Task requirements →
Beginning with the line containing "entry_symbol).map_err(|err| fail(err, EXIT_LINK))?;" and ending with the last line, repeat the records exactly.

Data for this task →
..........

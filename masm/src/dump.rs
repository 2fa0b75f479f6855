use crate::error::{Error, Result};
use mobj::{Binding, ObjectFile, Segment};
use std::path::Path;

/* Pretty-printer for object and executable files, one line per entry. */

pub fn dump_file<P: AsRef<Path>>(path: P) -> Result<()> {
    let object = mobj::read_file(&path).map_err(|err| Error::io(err, &path))?;
    print(&object);
    Ok(())
}

pub fn print(object: &ObjectFile) {
    let header = object.header();
    println!("text size: {}", header.text_size);
    println!("data size: {}", header.data_size);
    println!("entry: 0x{:08x}", header.entry);

    println!();
    for (index, word) in object.text.iter().enumerate() {
        println!("instruction {}: 0x{:08x}", index, word);
    }

    println!();
    for &byte in &object.data {
        let shown = if byte.is_ascii_graphic() || byte == b' ' {
            byte as char
        } else {
            '.'
        };
        println!("byte: 0x{:02x} ({})", byte, shown);
    }

    println!();
    for entry in object.relocations.iter() {
        let segment = match entry.segment {
            Segment::Text => ".text",
            Segment::Data => ".data",
            Segment::Undef => "undefined",
        };
        println!(
            "address at {}+0x{:x} needs relocation of type {:?} for symbol {}",
            segment, entry.target_offset, entry.kind, entry.dependency
        );
    }

    println!();
    for symbol in object.symbols.iter() {
        let binding = match symbol.binding {
            Binding::Local => "local",
            Binding::Global => "global",
        };
        match symbol.segment {
            Segment::Text => println!("{}: .text + {}, binding {}", symbol.name, symbol.offset, binding),
            Segment::Data => println!("{}: .data + {}, binding {}", symbol.name, symbol.offset, binding),
            Segment::Undef => println!("{}: undefined, binding {}", symbol.name, binding),
        }
    }
}
//! Definitions for the supported subset of the 32-bit MIPS instruction set:
//! register names, instruction descriptors, raw word encodings, and the
//! memory-layout constants shared by the assembler and linker.

pub mod constants;
pub mod instructions;
pub mod registers;

pub use constants::*;
pub use instructions::{i_word, j_word, lookup, r_word, Format, InstrDesc, INSTRUCTIONS};
pub use registers::{register_index, AT, REGISTERS, ZERO};
#[macro_use]
extern crate clap;

use clap::Arg;
use std::fs::File;
use std::io::prelude::*;
use std::path::{Path, PathBuf};
use std::process;

/* Driver

    masm <out> <src1> [src2 ...]        assemble + link, entry = _start
    masm -c <src1> [src2 ...]           assemble each source to <src>.o
    masm -e. <out> <src1> [src2 ...]    link, entry = text base
    masm -e <sym> <out> <src1> ...      link, entry = address of <sym>
    masm -d <file.o> [file2.o ...]      pretty-print object files

Exit codes: 0 success, 1 bad arguments or input open failure,
2 preprocessor failure, 3 assembler failure, 4 linker failure.
*/

const EXIT_USAGE: i32 = 1;
const EXIT_PREPROCESS: i32 = 2;
const EXIT_ASSEMBLE: i32 = 3;
const EXIT_LINK: i32 = 4;

struct Failure {
    error: masm::Error,
    code: i32,
}

type DriverResult = Result<(), Failure>;

fn fail(error: masm::Error, code: i32) -> Failure {
    Failure { error, code }
}

fn main() {
    let matches = app_from_crate!()
        .arg(
            Arg::with_name("compile")
                .short("c")
                .long("compile")
                .conflicts_with_all(&["entry", "dump"])
                .help("Assemble each source to an object file without linking"),
        )
        .arg(
            Arg::with_name("entry")
                .short("e")
                .long("entry")
                .takes_value(true)
                .value_name("SYMBOL")
                .help("Entry symbol for the executable; \".\" selects the text base address"),
        )
        .arg(
            Arg::with_name("dump")
                .short("d")
                .long("dump")
                .conflicts_with("entry")
                .help("Pretty-print object or executable files instead of assembling"),
        )
        .arg(
            Arg::with_name("FILES")
                .required(true)
                .multiple(true)
                .help("Output path followed by sources (sources only with -c, objects with -d)"),
        )
        .get_matches();

    let files: Vec<&str> = matches.values_of("FILES").unwrap().collect();

    let result = if matches.is_present("dump") {
        dump(&files)
    } else if matches.is_present("compile") {
        compile_only(&files)
    } else {
        build(&files, matches.value_of("entry"))
    };

    process::exit(match result {
        Ok(()) => 0,
        Err(failure) => {
            eprintln!("{}", failure.error);
            failure.code
        }
    });
}

fn dump(files: &[&str]) -> DriverResult {
    for path in files {
        masm::dump_file(path).map_err(|err| fail(err, EXIT_USAGE))?;
    }
    Ok(())
}

/// `-c`: each source becomes `<src>.o`, nothing is linked.
fn compile_only(sources: &[&str]) -> DriverResult {
    for source in sources {
        let object = assemble_source(source)?;
        let object_path = Path::new(source).with_extension("o");
        mobj::write_file(&object_path, &object)
            .map_err(|err| fail(masm::Error::io(err, &object_path), EXIT_ASSEMBLE))?;
    }
    Ok(())
}

/// Default mode: assemble every source to an intermediate object, link
/// them into `out`, then clean the intermediates up.
fn build(files: &[&str], entry: Option<&str>) -> DriverResult {
    if files.len() < 2 {
        eprintln!("error: expected an output path followed by at least one source file");
        process::exit(EXIT_USAGE);
    }
    let (out, sources) = files.split_first().unwrap();

    let entry_symbol = match entry {
        None => Some(masm::START_SYMBOL),
        Some(".") => None,
        Some(symbol) => Some(symbol),
    };

    let mut object_paths: Vec<PathBuf> = Vec::with_capacity(sources.len());
    let result = link_sources(sources, out, entry_symbol, &mut object_paths);

    // The intermediates are throwaways even when the link fails.
    for path in &object_paths {
        let _ = std::fs::remove_file(path);
    }
    result
}

fn link_sources(
    sources: &[&str],
    out: &str,
    entry_symbol: Option<&str>,
    object_paths: &mut Vec<PathBuf>,
) -> DriverResult {
    for source in sources {
        let object = assemble_source(source)?;
        let object_path = Path::new(source).with_extension("o");
        mobj::write_file(&object_path, &object)
            .map_err(|err| fail(masm::Error::io(err, &object_path), EXIT_ASSEMBLE))?;
        object_paths.push(object_path);
    }

    let executable =
        masm::link(object_paths, entry_symbol).map_err(|err| fail(err, EXIT_LINK))?;
    mobj::write_file(out, &executable)
        .map_err(|err| fail(masm::Error::io(err, out), EXIT_LINK))?;
    Ok(())
}

fn assemble_source(path: &str) -> Result<mobj::ObjectFile, Failure> {
    let mut file =
        File::open(path).map_err(|err| fail(masm::Error::io(err, path), EXIT_USAGE))?;
    let mut source = String::new();
    file.read_to_string(&mut source)
        .map_err(|err| fail(masm::Error::io(err, path), EXIT_PREPROCESS))?;

    let text = masm::preprocess(&source, path);
    masm::assemble_text(text).map_err(|err| fail(err, EXIT_ASSEMBLE))
}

..........

Output of the exercise →
        masm::link(object_paths, entry_symbol).map_err(|err| fail(err, EXIT_LINK))?;
    mobj::write_file(out, &executable)
        .map_err(|err| fail(masm::Error::io(err, out), EXIT_LINK))?;
    Ok(())
}

fn assemble_source(path: &str) -> Result<mobj::ObjectFile, Failure> {
    let mut file =
        File::open(path).map_err(|err| fail(masm::Error::io(err, path), EXIT_USAGE))?;
    let mut source = String::new();
    file.read_to_string(&mut source)
        .map_err(|err| fail(masm::Error::io(err, path), EXIT_PREPROCESS))?;

    let text = masm::preprocess(&source, path);
    masm::assemble_text(text).map_err(|err| fail(err, EXIT_ASSEMBLE))
}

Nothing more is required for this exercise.